### Your task
Go through the entries below and collect each line with the string "match" in it.
Top of Data listing
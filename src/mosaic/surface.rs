//! Off-screen sample surface and RGBA pixel extraction.

/// A flat RGBA8 sample, `width * height * 4` bytes, row-major.
#[derive(Debug, Clone, PartialEq, Eq, Default)]
pub struct RgbaSample {
    pub data: Vec<u8>,
    pub width: u32,
    pub height: u32,
}

impl RgbaSample {
    /// RGBA of the pixel at (x, y).
    ///
    /// # Panics
    /// Panics if the coordinates are outside the sample.
    pub fn pixel(&self, x: u32, y: u32) -> [u8; 4] {
        let idx = ((y * self.width + x) as usize) * 4;
        [
            self.data[idx],
            self.data[idx + 1],
            self.data[idx + 2],
            self.data[idx + 3],
        ]
    }

    /// Iterate pixels in row-major order.
    pub fn pixels(&self) -> impl Iterator<Item = [u8; 4]> + '_ {
        self.data.chunks_exact(4).map(|p| [p[0], p[1], p[2], p[3]])
    }

    /// Whether the sample has no pixels at all.
    pub fn is_empty(&self) -> bool {
        self.width == 0 || self.height == 0
    }
}

/// Low-resolution off-screen pixel buffer the current frame is drawn into.
#[derive(Debug, Clone, Default)]
pub struct SampleSurface {
    width: u32,
    height: u32,
    data: Vec<u8>,
}

impl SampleSurface {
    /// Create a transparent surface.
    pub fn new(width: u32, height: u32) -> Self {
        Self {
            width,
            height,
            data: vec![0; (width as usize) * (height as usize) * 4],
        }
    }

    pub fn width(&self) -> u32 {
        self.width
    }

    pub fn height(&self) -> u32 {
        self.height
    }

    /// Resize the surface, clearing it. No-op if the size is unchanged.
    pub fn resize(&mut self, width: u32, height: u32) {
        if self.width == width && self.height == height {
            return;
        }
        self.width = width;
        self.height = height;
        self.data.clear();
        self.data.resize((width as usize) * (height as usize) * 4, 0);
    }

    /// Write one RGBA pixel. Out-of-range writes are ignored.
    pub fn put_pixel(&mut self, x: u32, y: u32, rgba: [u8; 4]) {
        if x >= self.width || y >= self.height {
            return;
        }
        let idx = ((y as usize) * (self.width as usize) + x as usize) * 4;
        self.data[idx..idx + 4].copy_from_slice(&rgba);
    }

    /// Read back the whole surface.
    pub fn extract(&self) -> RgbaSample {
        RgbaSample {
            data: self.data.clone(),
            width: self.width,
            height: self.height,
        }
    }
}
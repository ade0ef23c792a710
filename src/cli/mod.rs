//! Command-line interface definitions and helpers.
//!
//! This module contains all CLI argument parsing, enums, settings resolution,
//! and subcommand handlers.

mod args;
mod commands;
mod enums;
mod settings;

pub use args::{Args, Command, ConfigAction, PlayArgs};
pub use commands::{handle_config_action, probe};
pub use enums::{Mode, Protocol};
pub use settings::PlaySettings;
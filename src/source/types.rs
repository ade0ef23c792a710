//! Playback source types and data structures.

use std::fmt;
use std::path::PathBuf;
use std::time::Instant;

/// Stream metadata reported once the source has loaded.
#[derive(Debug, Clone, Copy, PartialEq)]
pub struct VideoInfo {
    /// Native width in pixels
    pub width: u32,
    /// Native height in pixels
    pub height: u32,
    /// Frames per second (0.0 for still images)
    pub fps: f64,
}

impl VideoInfo {
    /// Time between two decoded frames, or `None` for a still image.
    pub fn frame_duration(&self) -> Option<std::time::Duration> {
        if self.fps > 0.0 && self.fps.is_finite() {
            Some(std::time::Duration::from_secs_f64(1.0 / self.fps))
        } else {
            None
        }
    }
}

impl fmt::Display for VideoInfo {
    fn fmt(&self, f: &mut fmt::Formatter<'_>) -> fmt::Result {
        if self.fps > 0.0 {
            write!(f, "{}x{} @ {:.2} fps", self.width, self.height, self.fps)
        } else {
            write!(f, "{}x{} (still)", self.width, self.height)
        }
    }
}

/// A decoded RGBA frame.
#[derive(Debug, Clone)]
pub struct Frame {
    /// Raw pixel data, 4 bytes per pixel (R, G, B, A), row-major
    pub data: Vec<u8>,
    /// Frame width in pixels
    pub width: u32,
    /// Frame height in pixels
    pub height: u32,
    /// When the frame was decoded
    pub timestamp: Instant,
}

impl Frame {
    pub const BYTES_PER_PIXEL: usize = 4;

    /// Wrap an RGBA buffer. Returns `None` if the length doesn't match.
    pub fn from_rgba(data: Vec<u8>, width: u32, height: u32) -> Option<Self> {
        let expected = (width as usize) * (height as usize) * Self::BYTES_PER_PIXEL;
        if data.len() != expected {
            return None;
        }
        Some(Self {
            data,
            width,
            height,
            timestamp: Instant::now(),
        })
    }

    /// RGBA value at (x, y). Out-of-range coordinates read as transparent black.
    pub fn pixel(&self, x: u32, y: u32) -> [u8; 4] {
        if x >= self.width || y >= self.height {
            return [0; 4];
        }
        let idx = ((y as usize) * (self.width as usize) + x as usize) * Self::BYTES_PER_PIXEL;
        match self.data.get(idx..idx + 4) {
            Some(p) => [p[0], p[1], p[2], p[3]],
            None => [0; 4],
        }
    }
}

/// Notifications emitted by a source, independent of any control input.
#[derive(Debug, Clone, PartialEq)]
pub enum SourceEvent {
    /// Dimensions and frame rate are now known
    MetadataLoaded(VideoInfo),
    /// Playback reached the end of the stream; the source is now paused
    Ended,
    /// The decoder gave up
    Failed(String),
}

/// Errors that can occur while opening or driving a playback source.
#[derive(Debug, thiserror::Error)]
pub enum SourceError {
    #[error("FFmpeg not found. Please install ffmpeg (which provides ffmpeg and ffprobe) and make sure it is on PATH")]
    FfmpegNotFound,

    #[error("Input not found: {}", .0.display())]
    InputNotFound(PathBuf),

    #[error("ffprobe failed for '{input}': {message}")]
    ProbeFailed { input: String, message: String },

    #[error("No video stream in '{0}'")]
    NoVideoStream(String),

    #[error("Invalid stream metadata: {0}")]
    InvalidMetadata(String),

    #[error("Failed to spawn decoder: {0}")]
    SpawnFailed(std::io::Error),

    #[error("Failed to decode image: {0}")]
    Image(#[from] image::ImageError),

    #[error("I/O error: {0}")]
    Io(#[from] std::io::Error),
}

#[cfg(test)]
mod tests {
    use super::*;

    #[test]
    fn test_frame_from_rgba_checks_length() {
        assert!(Frame::from_rgba(vec![0; 16], 2, 2).is_some());
        assert!(Frame::from_rgba(vec![0; 15], 2, 2).is_none());
        assert!(Frame::from_rgba(Vec::new(), 0, 0).is_some());
    }

    #[test]
    fn test_frame_pixel_lookup() {
        let frame = Frame::from_rgba(vec![1, 2, 3, 4, 5, 6, 7, 8], 2, 1).unwrap();
        assert_eq!(frame.pixel(0, 0), [1, 2, 3, 4]);
        assert_eq!(frame.pixel(1, 0), [5, 6, 7, 8]);
        assert_eq!(frame.pixel(2, 0), [0, 0, 0, 0]);
        assert_eq!(frame.pixel(0, 1), [0, 0, 0, 0]);
    }

    #[test]
    fn test_frame_duration() {
        let info = VideoInfo { width: 640, height: 360, fps: 25.0 };
        assert_eq!(info.frame_duration(), Some(std::time::Duration::from_millis(40)));

        let still = VideoInfo { width: 640, height: 360, fps: 0.0 };
        assert_eq!(still.frame_duration(), None);
    }

    #[test]
    fn test_video_info_display() {
        let info = VideoInfo { width: 1920, height: 1080, fps: 30.0 };
        assert_eq!(info.to_string(), "1920x1080 @ 30.00 fps");
        let still = VideoInfo { width: 10, height: 5, fps: 0.0 };
        assert_eq!(still.to_string(), "10x5 (still)");
    }

    #[test]
    fn test_source_error_display() {
        let msg = SourceError::FfmpegNotFound.to_string();
        assert!(msg.contains("FFmpeg not found"));

        let msg = SourceError::NoVideoStream("song.mp3".to_string()).to_string();
        assert!(msg.contains("song.mp3"));
    }
}
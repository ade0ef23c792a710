//! Text mode: a mosaic made purely of styled blank cells.

use crate::console::{CellStyle, ConsoleEntry, StyledText, STYLE_TOKEN};
use crate::mosaic::RgbaSample;

/// Glyphs following each style token. Two spaces make a roughly square cell.
pub const CELL_GLYPHS: &str = "  ";

/// Build one styled-text entry for `sample`.
///
/// Each row starts with a line break followed by one `%c  ` token per pixel;
/// the directives list one background per token, row-major. Returns `None`
/// for an empty sample.
pub fn render_text(sample: &RgbaSample) -> Option<ConsoleEntry> {
    if sample.is_empty() {
        return None;
    }

    let cells = (sample.width as usize) * (sample.height as usize);
    let token_len = STYLE_TOKEN.len() + CELL_GLYPHS.len();
    let mut format = String::with_capacity(cells * token_len + sample.height as usize);
    let mut directives = Vec::with_capacity(cells);

    for y in 0..sample.height {
        format.push('\n');
        for x in 0..sample.width {
            format.push_str(STYLE_TOKEN);
            format.push_str(CELL_GLYPHS);
            directives.push(CellStyle::new(sample.pixel(x, y)));
        }
    }

    Some(ConsoleEntry::Styled(StyledText { format, directives }))
}
//! console-mosaic library crate.
//!
//! Plays a video in the terminal by sampling frames down to a small grid and
//! writing each frame as an inline image or as background-coloured text cells.

pub mod cli;
pub mod config;
pub mod console;
pub mod error;
pub mod event_loop;
pub mod input;
pub mod mosaic;
pub mod render;
pub mod scheduler;
pub mod source;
Bottom of Data listing
### Solution to this problem
    /// Wrap an RGBA buffer. Returns `None` if the length doesn't match.
        match self.data.get(idx..idx + 4) {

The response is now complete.